After due trial on relevant and available evidence Afonja, J. of the Ondo State High Court dismissed the plaintiffs’ claims as contained in the writ and their pleadings.
In his judgment dismissing the claim of the Plaintiffs the learned Judge found on the evidence of the Plaintiffs that the area of the land claimed by them were uncertain, and included certain portions of land already alienated by them, as shown on Exhibit C. He held that the Plaintiffs were not entitled to a declaration to any of the portions of land in dispute already so alienated by their family. In the circumstances the Court was unable to determine with precision the area of the land in dispute in respect of which the plaintiffs may be entitled to a declaration of title and other reliefs sought in their claim. The learned Judge held that Plaintiffs were not entitled to the area of the land claimed as shown on Exhibit C, the plan, which constituted the basis of their claim.
Dissatisfied and aggrieved the Plaintiffs appealed, to the Court of Appeal Benin Division, against the said judgment of Afonja, J. In a lead judgment delivered by Ete, JCA, (in which Omoigberai Eboh and Okagbue, JJCA concurred), the Court of Appeal upheld the judgment of the trial court and dismissed in its entirety the appeal of the Plaintiffs.
The present appeal to this Court is from that judgment of the Court of Appeal.
1. Could the Court of Appeal and can this Court on the printed record declare either the Plaintiffs or the Defendant owners or owner of the land in dispute?
2. When will it be necessary in the interest of justice to order a Non Suit?
⦿ RESOLUTION OF ISSUE(S)
[APPEAL: A NONSUIT OF THE CASE WAS ENTERED]
1. THE SUPREME COURT HELD THAT AN APPELLATE COURT CANNOT DECLARE WHO HAS TITLE WHEN THE TRIAL COURT DID NOT MAKE FINDINGS OF FACT.
i. It is trite law that an appellate court cannot undertake, on the printed record, to make findings of fact and thus resolve the conflicting claims of the contending parties without encroaching dangerously on the preserve of the court of first instance which saw the witnesses, heard them testify, watched their demeanour and was thus in vantage position to believe or disbelieve and then make appropriate findings of fact.

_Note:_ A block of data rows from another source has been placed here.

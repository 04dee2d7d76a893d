use std::{path::PathBuf, str::FromStr, time::Duration};

use metrix_proto::{
    envelope::{self, KeyError},
    integrity::IntegrityKey,
    seal::Sealer,
};

#[derive(Debug, Clone, Copy, PartialEq, Eq)]
pub enum TransportKind {
    Http,
    Rpc,
}

impl FromStr for TransportKind {
    type Err = String;

    fn from_str(s: &str) -> Result<Self, Self::Err> {
        match s {
            "http" => Ok(TransportKind::Http),
            "rpc" => Ok(TransportKind::Rpc),
            other => Err(format!("unknown transport {other:?}, expected http or rpc")),
        }
    }
}

/// Comma separated list of whole seconds, e.g. `1,3,5`.
#[derive(Debug, Clone, PartialEq, Eq)]
pub struct RetryDelays(pub Vec<Duration>);

impl Default for RetryDelays {
    fn default() -> Self {
        RetryDelays([1, 3, 5].map(Duration::from_secs).to_vec())
    }
}

impl FromStr for RetryDelays {
    type Err = String;

    fn from_str(s: &str) -> Result<Self, Self::Err> {
        if s.trim().is_empty() {
            return Ok(RetryDelays(Vec::new()));
        }
        s.split(',')
            .map(|part| {
                part.trim()
                    .parse::<u64>()
                    .map(Duration::from_secs)
                    .map_err(|e| format!("invalid retry delay {part:?}: {e}"))
            })
            .collect::<Result<_, _>>()
            .map(RetryDelays)
    }
}

#[derive(Debug, thiserror::Error)]
pub enum ConfigError {
    #[error("{0} interval must be a positive number of seconds")]
    ZeroInterval(&'static str),
    #[error("rate limit must be positive")]
    ZeroRateLimit,
    #[error(transparent)]
    Key(#[from] KeyError),
}

/// Everything the agent needs, validated once at startup.
#[derive(Debug, Clone)]
pub struct AgentConfig {
    pub server_addr: String,
    pub transport: TransportKind,
    pub tls: bool,
    pub prefer_ipv6: bool,
    pub sample_interval: Duration,
    pub report_interval: Duration,
    pub rate_limit: usize,
    pub retry_delays: Vec<Duration>,
    pub secret: String,
    pub public_key_path: Option<PathBuf>,
}

impl Default for AgentConfig {
    fn default() -> Self {
        AgentConfig {
            server_addr: "127.0.0.1:8080".to_owned(),
            transport: TransportKind::Http,
            tls: false,
            prefer_ipv6: false,
            sample_interval: Duration::from_secs(2),
            report_interval: Duration::from_secs(10),
            rate_limit: 1,
            retry_delays: RetryDelays::default().0,
            secret: String::new(),
            public_key_path: None,
        }
    }
}

impl AgentConfig {
    pub fn validate(self) -> Result<Self, ConfigError> {
        if self.sample_interval.is_zero() {
            return Err(ConfigError::ZeroInterval("sample"));
        }
        if self.report_interval.is_zero() {
            return Err(ConfigError::ZeroInterval("report"));
        }
        if self.rate_limit == 0 {
            return Err(ConfigError::ZeroRateLimit);
        }
        Ok(self)
    }

    /// Loads the public key, if any, and builds the envelope configuration.
    pub fn sealer(&self) -> Result<Sealer, ConfigError> {
        let public_key = self
            .public_key_path
            .as_ref()
            .map(envelope::load_public_key)
            .transpose()?;
        Ok(Sealer::new(public_key, IntegrityKey::from_secret(&self.secret)))
    }
}
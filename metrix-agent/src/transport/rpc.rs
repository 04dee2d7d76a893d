use std::sync::atomic::{AtomicU64, Ordering};

use bytes::Bytes;
use futures_util::{SinkExt, StreamExt};
use metrix_proto::{
    Snapshot,
    msg::{HASH_HEADER, REAL_IP_HEADER, RPC_PATH, RpcCode, RpcRequest, RpcResponse},
    seal::Sealer,
};
use tokio_tungstenite::tungstenite::{Message, client::IntoClientRequest, protocol::CloseFrame};
use tracing::{debug, trace};

use super::{Transport, TransportError, net};
use crate::config::AgentConfig;

/// Sends each snapshot as one call on a short-lived RPC socket.
pub struct RpcTransport {
    url: String,
    tls: bool,
    prefer_ipv6: bool,
    sealer: Sealer,
    next_id: AtomicU64,
}

impl RpcTransport {
    pub fn new(config: &AgentConfig, sealer: Sealer) -> anyhow::Result<Self> {
        let url = format!(
            "{}://{}{RPC_PATH}",
            if config.tls { "wss" } else { "ws" },
            config.server_addr
        );
        // reject a bad address at startup rather than on every call
        url.as_str().into_client_request()?;

        Ok(RpcTransport {
            url,
            tls: config.tls,
            prefer_ipv6: config.prefer_ipv6,
            sealer,
            next_id: AtomicU64::new(1),
        })
    }

    /// Connects, sends `req` and waits for the response carrying its id.
    ///
    /// The agent address is added to the metadata once the socket is up so
    /// that it names the interface actually used.
    async fn call(&self, mut req: RpcRequest) -> anyhow::Result<RpcResponse> {
        let ws_req = self.url.as_str().into_client_request()?;
        let net::Connection { stream, local_addr } =
            net::connect(ws_req.uri(), self.tls, self.prefer_ipv6).await?;
        let (mut socket, _) = tokio_tungstenite::client_async(ws_req, stream).await?;

        req.metadata
            .push((REAL_IP_HEADER.to_owned(), local_addr.ip().to_string()));
        socket
            .send(Message::Binary(Bytes::from(postcard::to_allocvec(&req)?)))
            .await?;

        let resp = loop {
            let Some(msg) = socket.next().await else {
                anyhow::bail!("RPC error: connection closed before response");
            };
            match msg? {
                Message::Binary(bytes) => {
                    let resp: RpcResponse = postcard::from_bytes(&bytes)?;
                    if resp.id == req.id {
                        break resp;
                    }
                    trace!(id = resp.id, "ignoring response to another call");
                }
                Message::Close(Some(CloseFrame { code, reason })) => {
                    anyhow::bail!("RPC error: socket closed by collector: code={code:?}, reason={reason}");
                }
                Message::Close(None) => anyhow::bail!("RPC error: socket closed by collector"),
                Message::Text(_) => anyhow::bail!("RPC error: unexpected text frame"),
                _ => {} // ping/pong
            }
        };

        socket.close(None).await.ok();
        Ok(resp)
    }
}

impl Transport for RpcTransport {
    async fn send_metrics(&self, snapshot: &Snapshot) -> Result<(), TransportError> {
        let sealed = self.sealer.seal(&snapshot.to_bytes()?)?;

        let id = self.next_id.fetch_add(1, Ordering::Relaxed);
        let metadata = sealed
            .tag
            .map(|tag| (HASH_HEADER.to_owned(), tag))
            .into_iter()
            .collect();

        let resp = self
            .call(RpcRequest {
                id,
                metadata,
                payload: sealed.body,
            })
            .await?;

        match resp.code {
            RpcCode::Ok => {
                debug!(id, "rpc call accepted: {}", resp.message);
                Ok(())
            }
            code => Err(TransportError::Rejected {
                code,
                message: resp.message,
            }),
        }
    }
}
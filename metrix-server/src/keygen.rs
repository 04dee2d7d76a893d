use std::path::{Path, PathBuf};

use anyhow::Context;
use clap::Args;
use rsa::{
    RsaPrivateKey, RsaPublicKey,
    pkcs8::{EncodePrivateKey, EncodePublicKey, LineEnding},
    rand_core::OsRng,
};

#[derive(Debug, Args)]
pub struct KeygenArgs {
    /// Modulus size in bits
    #[arg(short, long, default_value_t = 2048)]
    bits: usize,
    /// Directory receiving private.pem and public.pem
    #[arg(short, long, default_value = ".")]
    out_dir: PathBuf,
}

pub fn keygen(args: KeygenArgs) -> anyhow::Result<()> {
    if args.bits < 1024 {
        anyhow::bail!("refusing to generate a {}-bit key", args.bits);
    }

    let (private_pem, public_pem) = generate_pem_pair(args.bits)?;
    let private_path = args.out_dir.join("private.pem");
    let public_path = args.out_dir.join("public.pem");
    write_new(&private_path, private_pem.as_bytes())?;
    write_new(&public_path, public_pem.as_bytes())?;

    println!("Private key written to {}", private_path.display());
    println!("Public key written to {}", public_path.display());
    Ok(())
}

fn generate_pem_pair(bits: usize) -> anyhow::Result<(String, String)> {
    let private = RsaPrivateKey::new(&mut OsRng, bits)?;
    let public = RsaPublicKey::from(&private);

    let private_pem = private.to_pkcs8_pem(LineEnding::LF)?.to_string();
    let public_pem = public.to_public_key_pem(LineEnding::LF)?;
    Ok((private_pem, public_pem))
}

fn write_new(path: &Path, contents: &[u8]) -> anyhow::Result<()> {
    if path.exists() {
        anyhow::bail!("{} already exists", path.display());
    }
    std::fs::write(path, contents).with_context(|| format!("failed to write {}", path.display()))
}
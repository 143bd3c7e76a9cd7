//! Feature pipeline: daily metric derivation, decile binning and rank
//! assignment
//!
//! Candles become `MetricRow`s (one per day, day 0 is consumed by the
//! day-over-day math), then a `BinSet` of decile boundaries turns every
//! metric value into a 0..9 rank. Bins can be fitted on the rows at hand or
//! reused from another segment, which is how walk-forward validation keeps
//! its out-of-sample segment untouched by in-sample statistics.

use serde::{Deserialize, Serialize};
use tracing::debug;

use crate::error::EngineError;
use crate::types::{Candle, FactorKey, FeatureRow, MetricRow, Metrics, Ranks};

/// Metrics with fewer distinct values than this are not binned at all
const MIN_UNIQUE_VALUES: usize = 10;

/// Rank assigned to every value of a degenerate (unbinned) metric
const DEGENERATE_RANK: u8 = 5;

// ============================================================================
// Derivation
// ============================================================================

/// Derive the six daily metrics from a candle series.
///
/// Day i is measured against day i-1, so the first candle produces no row;
/// row indices restart at 0.
pub fn derive_metrics(candles: &[Candle]) -> Vec<MetricRow> {
    candles
        .windows(2)
        .enumerate()
        .map(|(i, pair)| {
            let prev = &pair[0];
            let day = &pair[1];
            let range = day.high - day.low;
            MetricRow {
                index: i,
                date: day.date,
                open: day.open,
                close: day.close,
                metrics: Metrics {
                    change: (day.close - prev.close) / prev.close * 100.0,
                    close_pos: if range > 0.0 {
                        (day.close - day.low) / range
                    } else {
                        0.5
                    },
                    volume_change: if prev.volume > 0.0 {
                        (day.volume - prev.volume) / prev.volume * 100.0
                    } else {
                        0.0
                    },
                    absolute_volume: day.volume,
                    upper_strength: (day.high - prev.close) / prev.close * 100.0,
                    lower_strength: (day.low - prev.close) / prev.close * 100.0,
                },
            }
        })
        .collect()
}

/// Mean daily percent change over a segment, skipping non-finite values.
///
/// Serves as the buy-and-hold style benchmark the walk-forward report
/// prints next to each segment.
pub fn benchmark_daily_return(rows: &[MetricRow]) -> f64 {
    let mut sum = 0.0;
    let mut n = 0usize;
    for row in rows {
        if row.metrics.change.is_finite() {
            sum += row.metrics.change;
            n += 1;
        }
    }
    if n == 0 {
        0.0
    } else {
        sum / n as f64
    }
}

// ============================================================================
// Quantile binning
// ============================================================================

/// Linear-interpolation quantile over an ascending slice
fn quantile(sorted: &[f64], p: f64) -> f64 {
    let pos = (sorted.len() - 1) as f64 * p;
    let base = pos.floor() as usize;
    let rest = pos - base as f64;
    match sorted.get(base + 1) {
        Some(next) => sorted[base] + rest * (next - sorted[base]),
        None => sorted[base],
    }
}

/// Decile boundaries per metric. An empty boundary vector marks a
/// degenerate metric whose values all rank [`DEGENERATE_RANK`].
#[derive(Debug, Clone, Default, Serialize, Deserialize)]
pub struct BinSet {
    bounds: [Vec<f64>; 6],
}

impl BinSet {
    /// Fit decile boundaries on the distinct finite values of each metric
    pub fn fit(rows: &[MetricRow]) -> Self {
        let mut bounds: [Vec<f64>; 6] = Default::default();
        for key in FactorKey::ALL {
            let mut values: Vec<f64> = rows
                .iter()
                .map(|r| r.metrics.get(key))
                .filter(|v| v.is_finite())
                .collect();
            values.sort_by(f64::total_cmp);
            values.dedup();

            bounds[key.index()] = if values.len() < MIN_UNIQUE_VALUES {
                debug!(
                    metric = key.label(),
                    unique = values.len(),
                    "degenerate binning, ranks pinned"
                );
                Vec::new()
            } else {
                (1..=9).map(|i| quantile(&values, i as f64 / 10.0)).collect()
            };
        }
        Self { bounds }
    }

    /// Rank of a value: the number of boundaries it exceeds (0..9), or
    /// [`DEGENERATE_RANK`] when the metric has no boundaries
    pub fn rank(&self, value: f64, key: FactorKey) -> u8 {
        let bounds = &self.bounds[key.index()];
        if bounds.is_empty() {
            return DEGENERATE_RANK;
        }
        bounds.iter().filter(|b| value > **b).count() as u8
    }

    pub fn is_degenerate(&self, key: FactorKey) -> bool {
        self.bounds[key.index()].is_empty()
    }
}

// ============================================================================
// Series assembly
// ============================================================================

/// Percent returns of row i over the next 1..=5 rows; 0.0 past the end
fn forward_returns(rows: &[MetricRow], i: usize) -> [f64; 5] {
    let mut out = [0.0; 5];
    for hp in 1..=5usize {
        if let Some(future) = rows.get(i + hp) {
            out[hp - 1] = (future.close - rows[i].close) / rows[i].close * 100.0;
        }
    }
    out
}

/// A ranked feature series ready for simulation
#[derive(Debug, Clone, Serialize, Deserialize)]
pub struct FeatureSeries {
    pub rows: Vec<FeatureRow>,
    pub bins: BinSet,
}

impl FeatureSeries {
    /// Fit mode: bin boundaries come from these rows
    pub fn fit(rows: &[MetricRow]) -> Self {
        let bins = BinSet::fit(rows);
        Self::build(rows, bins)
    }

    /// Apply mode: rank against previously fitted bins, recomputing nothing
    pub fn with_bins(rows: &[MetricRow], bins: &BinSet) -> Self {
        Self::build(rows, bins.clone())
    }

    fn build(source: &[MetricRow], bins: BinSet) -> Self {
        let rows = source
            .iter()
            .enumerate()
            .map(|(i, row)| {
                let mut ranks = Ranks::default();
                for key in FactorKey::ALL {
                    ranks.0[key.index()] = bins.rank(row.metrics.get(key), key);
                }
                FeatureRow {
                    index: i,
                    date: row.date,
                    open: row.open,
                    close: row.close,
                    metrics: row.metrics,
                    ranks,
                    future_returns: forward_returns(source, i),
                }
            })
            .collect();
        Self { rows, bins }
    }

    pub fn len(&self) -> usize {
        self.rows.len()
    }

    pub fn is_empty(&self) -> bool {
        self.rows.is_empty()
    }
}

/// Derive, fit and rank a candle series in one step
pub fn prepare_features(candles: &[Candle]) -> Result<FeatureSeries, EngineError> {
    let rows = derive_metrics(candles);
    if rows.is_empty() {
        return Err(EngineError::InvalidDataset(format!(
            "{} candles leave no derivable days",
            candles.len()
        )));
    }
    Ok(FeatureSeries::fit(&rows))
}

#[cfg(test)]
mod tests {
    use super::*;
    use chrono::NaiveDate;

    fn day(i: usize) -> NaiveDate {
        NaiveDate::from_ymd_opt(2020, 1, 1)
            .unwrap()
            .checked_add_days(chrono::Days::new(i as u64))
            .unwrap()
    }

    fn make_candles(closes: &[f64]) -> Vec<Candle> {
        closes
            .iter()
            .enumerate()
            .map(|(i, &close)| {
                let open = if i == 0 { close } else { closes[i - 1] };
                Candle {
                    date: day(i),
                    open,
                    high: open.max(close) * 1.01,
                    low: open.min(close) * 0.99,
                    close,
                    volume: 1_000.0 + (i as f64) * 10.0,
                }
            })
            .collect()
    }

    fn metric_row(i: usize, change: f64) -> MetricRow {
        MetricRow {
            index: i,
            date: day(i),
            open: 100.0,
            close: 100.0,
            metrics: Metrics {
                change,
                ..Default::default()
            },
        }
    }

    #[test]
    fn test_derivation_drops_first_day() {
        let candles = make_candles(&[100.0, 102.0, 101.0]);
        let rows = derive_metrics(&candles);
        assert_eq!(rows.len(), 2);
        assert_eq!(rows[0].index, 0);
        assert_eq!(rows[0].date, day(1));
        assert!((rows[0].metrics.change - 2.0).abs() < 1e-9);
        assert!((rows[1].metrics.change - (101.0 - 102.0) / 102.0 * 100.0).abs() < 1e-9);
    }

    #[test]
    fn test_close_pos_on_flat_day_is_half() {
        let candles = vec![
            Candle {
                date: day(0),
                open: 100.0,
                high: 100.0,
                low: 100.0,
                close: 100.0,
                volume: 500.0,
            },
            Candle {
                date: day(1),
                open: 100.0,
                high: 100.0,
                low: 100.0,
                close: 100.0,
                volume: 500.0,
            },
        ];
        let rows = derive_metrics(&candles);
        assert_eq!(rows[0].metrics.close_pos, 0.5);
        assert_eq!(rows[0].metrics.volume_change, 0.0);
    }

    #[test]
    fn test_quantile_exact_deciles() {
        let values: Vec<f64> = (1..=100).map(|v| v as f64).collect();
        assert!((quantile(&values, 0.5) - 50.5).abs() < 1e-9);
        assert!((quantile(&values, 0.1) - 10.9).abs() < 1e-9);
        assert!((quantile(&values, 0.9) - 90.1).abs() < 1e-9);
        assert_eq!(quantile(&values, 1.0), 100.0);
    }

    #[test]
    fn test_degenerate_metric_ranks_five() {
        let rows: Vec<MetricRow> = (0..20).map(|i| metric_row(i, 1.0)).collect();
        let bins = BinSet::fit(&rows);
        assert!(bins.is_degenerate(FactorKey::Change));
        assert_eq!(bins.rank(1.0, FactorKey::Change), 5);
        assert_eq!(bins.rank(-100.0, FactorKey::Change), 5);
    }

    #[test]
    fn test_rank_monotone_in_value() {
        let rows: Vec<MetricRow> = (0..100).map(|i| metric_row(i, (i + 1) as f64)).collect();
        let bins = BinSet::fit(&rows);
        let mut prev = 0u8;
        for v in 0..120 {
            let rank = bins.rank(v as f64, FactorKey::Change);
            assert!(
                rank >= prev,
                "rank must not decrease: rank({}) = {} after {}",
                v,
                rank,
                prev
            );
            prev = rank;
        }
        assert_eq!(bins.rank(0.0, FactorKey::Change), 0);
        assert_eq!(bins.rank(200.0, FactorKey::Change), 9);
    }

    #[test]
    fn test_forward_returns_past_end_are_zero() {
        let rows: Vec<MetricRow> = (0..8)
            .map(|i| MetricRow {
                index: i,
                date: day(i),
                open: 100.0,
                close: 100.0 + i as f64,
                metrics: Metrics::default(),
            })
            .collect();
        let series = FeatureSeries::fit(&rows);
        let last = &series.rows[7];
        assert_eq!(last.future_returns, [0.0; 5]);
        // one step before the end only hp=1 resolves
        let second_last = &series.rows[6];
        assert!(second_last.future_returns[0] > 0.0);
        assert_eq!(second_last.future_returns[1], 0.0);
        assert_eq!(second_last.future_return(1), second_last.future_returns[0]);
    }

    #[test]
    fn test_apply_mode_reuses_training_bins() {
        let training: Vec<MetricRow> = (0..100).map(|i| metric_row(i, (i + 1) as f64)).collect();
        let fitted = BinSet::fit(&training);

        // constant validation segment: self-fitting would be degenerate
        let validation: Vec<MetricRow> = (0..30).map(|i| metric_row(i, 1_000.0)).collect();
        let applied = FeatureSeries::with_bins(&validation, &fitted);
        assert!(applied.rows.iter().all(|r| r.ranks.get(FactorKey::Change) == 9));

        let self_fit = FeatureSeries::fit(&validation);
        assert!(self_fit.rows.iter().all(|r| r.ranks.get(FactorKey::Change) == 5));
    }

    #[test]
    fn test_prepare_features_rejects_tiny_input() {
        let candles = make_candles(&[100.0]);
        assert!(matches!(
            prepare_features(&candles),
            Err(EngineError::InvalidDataset(_))
        ));
        assert!(matches!(
            prepare_features(&[]),
            Err(EngineError::InvalidDataset(_))
        ));
    }

    #[test]
    fn test_benchmark_mean_change() {
        let rows = vec![
            metric_row(0, 1.0),
            metric_row(1, 3.0),
            metric_row(2, f64::INFINITY),
        ];
        assert!((benchmark_daily_return(&rows) - 2.0).abs() < 1e-9);
        assert_eq!(benchmark_daily_return(&[]), 0.0);
    }
}
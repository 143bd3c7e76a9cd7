//! Pattern Miner Engine — pattern matching, simulation, and strategy search
//!
//! Everything the CLI needs to turn a daily OHLCV series into ranked
//! trading strategies:
//! - Decile-ranked feature derivation (fit on one dataset, apply to another)
//! - Similarity-matched single-position simulator with KPI scoring
//! - Concurrent adaptive random search with learned sampling constraints
//! - Walk-forward meta-optimizer over signal-performance filter rules
//! - Robustness-weight sensitivity analysis

pub mod constraints;
pub mod error;
pub mod features;
pub mod kpi;
pub mod leaderboard;
pub mod meta;
pub mod optimizer;
pub mod sampler;
pub mod simulator;
pub mod types;
pub mod weights;

// Re-exports for convenience
pub use constraints::{ConstraintKey, ConstraintSet, ParamConstraint};
pub use error::EngineError;
pub use features::{benchmark_daily_return, derive_metrics, prepare_features, BinSet, FeatureSeries};
pub use leaderboard::{Leaderboard, LeaderboardEntry, SortColumn, SortDirection};
pub use meta::{
    rank_analysis, run_meta_optimization, run_robustness_check, FilterGrid, MetaEvent, MetaReport,
    MetaRequest, MetaResult, MetaRule, RankAnalysis, RankBucket, RobustnessRow,
};
pub use optimizer::{
    OptimizerEvent, OptimizerOptions, OptimizerState, OptimizerStatus, SearchOptimizer,
};
pub use sampler::{sample_settings, ParameterRange, ParameterSpace, SamplerLocks};
pub use simulator::simulate;
pub use types::*;
pub use weights::{run_weights_analysis, WeightSample};
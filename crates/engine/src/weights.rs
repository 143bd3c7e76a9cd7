//! Robustness-weight sensitivity analysis.
//!
//! The robustness score is a weighted blend of five sub-scores, and the
//! default weighting is a choice, not a law. This module re-scores the
//! walk-forward results under many random weightings and reports how
//! stable the default favorite stays.

use rand::Rng;
use serde::Serialize;

use crate::kpi::robustness_ratio;
use crate::meta::MetaResult;
use crate::types::RatioWeights;

/// Best samples kept in the report
pub const TOP_SAMPLES: usize = 10;

/// One random weighting and what it does to the ranking
#[derive(Debug, Clone, Serialize)]
pub struct WeightSample {
    pub weights: RatioWeights,
    /// Recomputed score of the default-weighting favorite under these
    /// weights; high values across samples mean the favorite is no fluke
    pub stability: f64,
    /// Rule that tops the ranking under these weights
    pub top_rule: String,
}

/// Trade-count-weighted OOS robustness of one rule under the given weights
fn rule_robustness(result: &MetaResult, weights: &RatioWeights) -> f64 {
    let mut weighted = 0.0;
    let mut trades = 0u64;
    for detail in &result.validation_details {
        let count = detail.kpis.trade_count;
        if count > 0 {
            weighted += robustness_ratio(&detail.kpis, weights) * count as f64;
            trades += count as u64;
        }
    }
    if trades > 0 {
        weighted / trades as f64
    } else {
        0.0
    }
}

/// Five uniform draws normalized to a whole-number split of exactly 100.
/// The largest share absorbs the rounding residue, so no weight can end
/// up below zero.
fn sample_weights(rng: &mut impl Rng) -> RatioWeights {
    let raw: [f64; 5] = [rng.gen(), rng.gen(), rng.gen(), rng.gen(), rng.gen()];
    let total: f64 = raw.iter().sum();
    if total <= 0.0 {
        return RatioWeights::default();
    }
    let mut rounded = raw.map(|v| (v / total * 100.0).round());
    let residual = 100.0 - rounded.iter().sum::<f64>();
    let largest = rounded
        .iter()
        .enumerate()
        .max_by(|a, b| a.1.total_cmp(b.1))
        .map(|(index, _)| index)
        .unwrap_or(0);
    rounded[largest] += residual;
    RatioWeights::from_array(rounded)
}

/// Re-rank the walk-forward results under `runs` random weightings.
/// Returns the [`TOP_SAMPLES`] most stable draws, best first.
pub fn run_weights_analysis(
    results: &[MetaResult],
    runs: usize,
    rng: &mut impl Rng,
) -> Vec<WeightSample> {
    if results.is_empty() {
        return Vec::new();
    }

    // The favorite under the default weighting anchors the stability series.
    let default_weights = RatioWeights::default();
    let reference = {
        let scores: Vec<f64> = results
            .iter()
            .map(|r| rule_robustness(r, &default_weights))
            .collect();
        scores
            .iter()
            .enumerate()
            .max_by(|a, b| a.1.total_cmp(b.1))
            .map(|(index, _)| index)
            .unwrap_or(0)
    };

    let mut samples = Vec::with_capacity(runs);
    for _ in 0..runs {
        let weights = sample_weights(rng);
        let mut top_index = 0;
        let mut top_score = f64::NEG_INFINITY;
        let mut reference_score = 0.0;
        for (index, result) in results.iter().enumerate() {
            let score = rule_robustness(result, &weights);
            if index == reference {
                reference_score = score;
            }
            if score > top_score {
                top_score = score;
                top_index = index;
            }
        }
        samples.push(WeightSample {
            weights,
            stability: reference_score,
            top_rule: results[top_index].rule.name.clone(),
        });
    }

    samples.sort_by(|a, b| b.stability.total_cmp(&a.stability));
    samples.truncate(TOP_SAMPLES);
    samples
}

// ============================================================================
// Tests
// ============================================================================

#[cfg(test)]
mod tests {
    use super::*;
    use crate::meta::{MetaRule, ValidationDetail};
    use crate::types::{FilterSettings, KpiSet, StrategySettings};
    use rand::rngs::StdRng;
    use rand::SeedableRng;

    fn detail(annual: f64, win_rate: f64, drawdown: f64, trades: u32) -> ValidationDetail {
        ValidationDetail {
            base_settings: StrategySettings::default(),
            kpis: KpiSet {
                final_value: 11_000.0,
                annual_return: annual,
                trade_count: trades,
                win_rate,
                avg_trade_return: 0.5,
                avg_daily_trade_return: 0.25,
                max_drawdown: drawdown,
                longest_drawdown_duration: 30.0,
                robustness_ratio: 0.0,
            },
        }
    }

    fn rule_result(name: &str, details: Vec<ValidationDetail>) -> MetaResult {
        MetaResult {
            rule: MetaRule {
                name: name.to_string(),
                filter: FilterSettings::default(),
            },
            avg_daily_return_is: 0.0,
            avg_daily_return_oos: 0.0,
            total_profit: 0.0,
            total_trades: details.iter().map(|d| d.kpis.trade_count).sum(),
            validation_details: details,
        }
    }

    #[test]
    fn test_sampled_weights_sum_to_hundred() {
        let mut rng = StdRng::seed_from_u64(8);
        for _ in 0..200 {
            let weights = sample_weights(&mut rng);
            let total: f64 = weights.as_array().iter().sum();
            assert_eq!(total, 100.0, "weights must sum to exactly 100");
            for w in weights.as_array() {
                assert_eq!(w, w.round(), "weights are whole numbers");
                assert!(w >= 0.0, "weights must not go negative");
            }
        }
    }

    #[test]
    fn test_empty_results_yield_no_samples() {
        let mut rng = StdRng::seed_from_u64(1);
        assert!(run_weights_analysis(&[], 50, &mut rng).is_empty());
    }

    #[test]
    fn test_dominant_rule_stays_on_top() {
        // "good" beats "bad" on every sub-score, so it must win under
        // every weighting.
        let good = rule_result("good", vec![detail(80.0, 90.0, 0.05, 20)]);
        let mut bad_detail = detail(5.0, 30.0, 0.6, 20);
        bad_detail.kpis.avg_daily_trade_return = 0.05;
        bad_detail.kpis.longest_drawdown_duration = 900.0;
        let bad = rule_result("bad", vec![bad_detail]);
        let results = vec![bad, good];

        let mut rng = StdRng::seed_from_u64(42);
        let samples = run_weights_analysis(&results, 40, &mut rng);
        assert_eq!(samples.len(), TOP_SAMPLES);
        for sample in &samples {
            assert_eq!(sample.top_rule, "good");
            assert!(sample.stability > 0.0);
        }
    }

    #[test]
    fn test_samples_sorted_by_stability() {
        let results = vec![rule_result("only", vec![detail(40.0, 60.0, 0.2, 10)])];
        let mut rng = StdRng::seed_from_u64(77);
        let samples = run_weights_analysis(&results, 25, &mut rng);
        for pair in samples.windows(2) {
            assert!(pair[0].stability >= pair[1].stability);
        }
    }

    #[test]
    fn test_zero_trade_rules_score_zero() {
        let silent = rule_result("silent", vec![detail(50.0, 80.0, 0.1, 0)]);
        assert_eq!(rule_robustness(&silent, &RatioWeights::default()), 0.0);
    }

    #[test]
    fn test_seeded_analysis_reproduces() {
        let results = vec![
            rule_result("a", vec![detail(30.0, 55.0, 0.15, 12)]),
            rule_result("b", vec![detail(45.0, 48.0, 0.25, 8)]),
        ];
        let mut rng_one = StdRng::seed_from_u64(5);
        let mut rng_two = StdRng::seed_from_u64(5);
        let one = run_weights_analysis(&results, 30, &mut rng_one);
        let two = run_weights_analysis(&results, 30, &mut rng_two);
        assert_eq!(one.len(), two.len());
        for (x, y) in one.iter().zip(&two) {
            assert_eq!(x.weights, y.weights);
            assert_eq!(x.stability, y.stability);
            assert_eq!(x.top_rule, y.top_rule);
        }
    }
}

2. THE SUPREME COURT ANSWERED ISSUE 2 THUS: When a trial court fails in this duty he has merely decided half the case and not the whole case. From the several cases I considered earlier on when a trial judge fails in his duty to make appropriate findings on all the issues of fact, an appellate court usually orders retrial. A non-suit produces the same effect. The plaintiff is thereby allowed to relitigate the issues in controversy. Broadly speaking therefore a non suit is a termination of an action which did not adjudicate all relevant issues on the merit, as where a plaintiff was unable to prove his whole case and it will be unjust to dismiss such case in its entirety or where there was a failure by the trial judge to make proper and specific findings and an appellate court can neither do the same on the printed evidence, there a rehearing or a non suit depending on the circumstances of the particular case, may be ordered.
Can this court give judgment for the Plaintiffs/Appellants? I guess not. During his address on the 2nd November, 1988 Mr. Adegbesan for the Appellants conceded that a non suit will be the appropriate order in this case. The failure of the trial court to make any findings on the traditional history of the Plaintiffs and on their acts of ownership and possession leaves this court with no foundation on which to posit a declaration in favour of the Plaintiffs/Appellants.
⦿ ENDING NOTE BY LEAD JUSTICE – Per Oputa JSC
The Appellants failed to clear this hurdle and normally their appeal should have been dismissed but for the fact that no findings were made on the issues of title based on the traditional evidence of the Plaintiffs and conveyance pleaded and testified to by the Defendant nor was any findings made on the question of possession claimed by both parties.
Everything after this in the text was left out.